The era of perestroika under Gorbachev and the ensuing collapse of the Soviet Union saw a slight rebirth of German culture. Many of the rules from earlier ceased to exist. Legally, Germans were free to be German again. This, however, remained mostly impossible. Little of their culture remained, and many of those who felt connected to the German nation emigrated in the late 1980s and 1990s. Between 1980 and 2000, over two million ethnic Germans migrated from the post-Soviet space to the Federal Republic of Germany. Only a few hundred thousand remained.
Of the remaining ethnic Germans living in Russia and Kazakhstan today, few continue to carry with them traditional German practices, their language, or their identity. For those that do, they continue to face decades old stereotypes and anti-German sentiment. Once representing an integral component of the bright ethnic tapestry that was the Tsarist Empire, names of towns have been changed to Russian or Kazakh names, churches have been torn down, and German memories have dissipated. Travelling throughout the vast regions of the post-Soviet space today, one hardly encounters reminders of German culture.

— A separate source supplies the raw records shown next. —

#![forbid(unsafe_code)]

use crate::HarnessConfig;
use std::ffi::OsStr;
use std::path::{Path, PathBuf};

#[derive(Debug, Clone, Copy, PartialEq, Eq)]
pub enum Capability {
    Yaml,
    Solver,
    Driver,
}

impl Capability {
    #[must_use]
    pub fn skip_reason(self, config: &HarnessConfig) -> String {
        match self {
            Self::Yaml => "YAML is not available".to_string(),
            Self::Solver => format!(
                "The '{}' executable is not available",
                config.solver.name
            ),
            Self::Driver => format!("The '{}' driver is not available", config.driver),
        }
    }
}

#[derive(Debug, Clone, Copy, PartialEq, Eq)]
pub enum SuiteGate {
    Unavailable(Capability),
    Ready,
}

#[derive(Debug, Clone, PartialEq, Eq)]
pub struct CapabilityReport {
    pub yaml_available: bool,
    pub driver: Option<PathBuf>,
    pub solver: Option<PathBuf>,
}

impl CapabilityReport {
    /// YAML is gated first, then the solver, then the driver.
    #[must_use]
    pub fn gate(&self) -> SuiteGate {
        if !self.yaml_available {
            SuiteGate::Unavailable(Capability::Yaml)
        } else if self.solver.is_none() {
            SuiteGate::Unavailable(Capability::Solver)
        } else if self.driver.is_none() {
            SuiteGate::Unavailable(Capability::Driver)
        } else {
            SuiteGate::Ready
        }
    }
}

#[must_use]
pub fn probe_capabilities(config: &HarnessConfig) -> CapabilityReport {
    CapabilityReport {
        yaml_available: mpx_results::yaml_available(),
        driver: locate_executable(&config.driver),
        solver: locate_executable(&config.solver.executable),
    }
}

/// Resolves `program` against `PATH`, or checks it directly when it already
/// names a path.
#[must_use]
pub fn locate_executable(program: &str) -> Option<PathBuf> {
    let program_path = Path::new(program);
    if program_path.components().count() > 1 {
        return is_executable(program_path).then(|| program_path.to_path_buf());
    }
    let path_var = std::env::var_os("PATH")?;
    locate_in_search_path(program, &path_var)
}

#[must_use]
pub fn locate_in_search_path(program: &str, search_path: &OsStr) -> Option<PathBuf> {
    if program.is_empty() {
        return None;
    }
    std::env::split_paths(search_path).find_map(|dir| resolve_in_dir(&dir, program))
}

fn resolve_in_dir(dir: &Path, program: &str) -> Option<PathBuf> {
    let candidate = dir.join(program);
    if is_executable(&candidate) {
        return Some(candidate);
    }
    #[cfg(windows)]
    {
        for ext in ["exe", "cmd", "bat"] {
            let candidate = dir.join(format!("{program}.{ext}"));
            if is_executable(&candidate) {
                return Some(candidate);
            }
        }
    }
    None
}

#[cfg(unix)]
fn is_executable(path: &Path) -> bool {
    use std::os::unix::fs::PermissionsExt;

    path.metadata()
        .is_ok_and(|meta| meta.is_file() && meta.permissions().mode() & 0o111 != 0)
}

#[cfg(not(unix))]
fn is_executable(path: &Path) -> bool {
    path.is_file()
}
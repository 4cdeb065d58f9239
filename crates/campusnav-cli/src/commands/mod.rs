// Module exports for CLI subcommands
//
// Each module handles a specific CLI subcommand. main.rs parses arguments and
// dispatches to these handlers, keeping the entry point focused on parsing.

pub mod graph;
pub mod locations;
pub mod route;

use std::path::{Path, PathBuf};

use anyhow::{Context, Result};
use clap::Args;

use campusnav_lib::{load_campus, resolve_dataset_path, CampusData, GraphBuildOptions};

/// Graph construction flags shared by commands that build a navigation graph.
#[derive(Debug, Clone, Default, Args)]
pub struct GraphArgs {
    /// Extra cost added to every floor change (defaults depend on the dataset's coordinates).
    #[arg(long)]
    pub vertical_penalty: Option<f64>,
    /// Maximum distance for linking otherwise isolated units.
    #[arg(long, conflicts_with = "no_repair")]
    pub repair_threshold: Option<f64>,
    /// Skip the isolated-unit repair pass.
    #[arg(long)]
    pub no_repair: bool,
}

impl GraphArgs {
    /// Dataset defaults overlaid with the flags the user supplied.
    pub fn build_options(&self, campus: &CampusData) -> Result<GraphBuildOptions> {
        let mut options = GraphBuildOptions::for_campus(campus);
        if let Some(penalty) = self.vertical_penalty {
            options.vertical_penalty = penalty;
        }
        if let Some(threshold) = self.repair_threshold {
            options.repair_threshold = Some(threshold);
        }
        if self.no_repair {
            options = options.without_repair();
        }
        options.validate()?;
        Ok(options)
    }
}

/// Resolve and load the campus dataset.
pub fn load_dataset(target: Option<&Path>) -> Result<(PathBuf, CampusData)> {
    let path =
        resolve_dataset_path(target).context("failed to resolve the campus dataset location")?;
    let campus = load_campus(&path)
        .with_context(|| format!("failed to load dataset from {}", path.display()))?;
    Ok((path, campus))
}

The Nazi German invasion of the Soviet Union in 1941 was undoubtedly an enormous catastrophe for the Soviet Union and its peoples. The ethnic Germans that had been living peacefully and prosperously in the Tsarist Empire and then the Soviet Union, those who had nothing to do with the invasion and almost always supported their Soviet compatriots, became threefold victims. They fell victim to the war, to the Soviet anti-German policy, and to history.
In the post-Soviet space today, the memory of the ethnic Germans of the Russian Empire and the Soviet Union hardly exists. Their experiences have been lost to posterity. Wartime policy is rarely positive in the cultural sphere. As the example of the Soviet Union’s ethnic German community demonstrates, minorities often bear the brunt of war’s burden.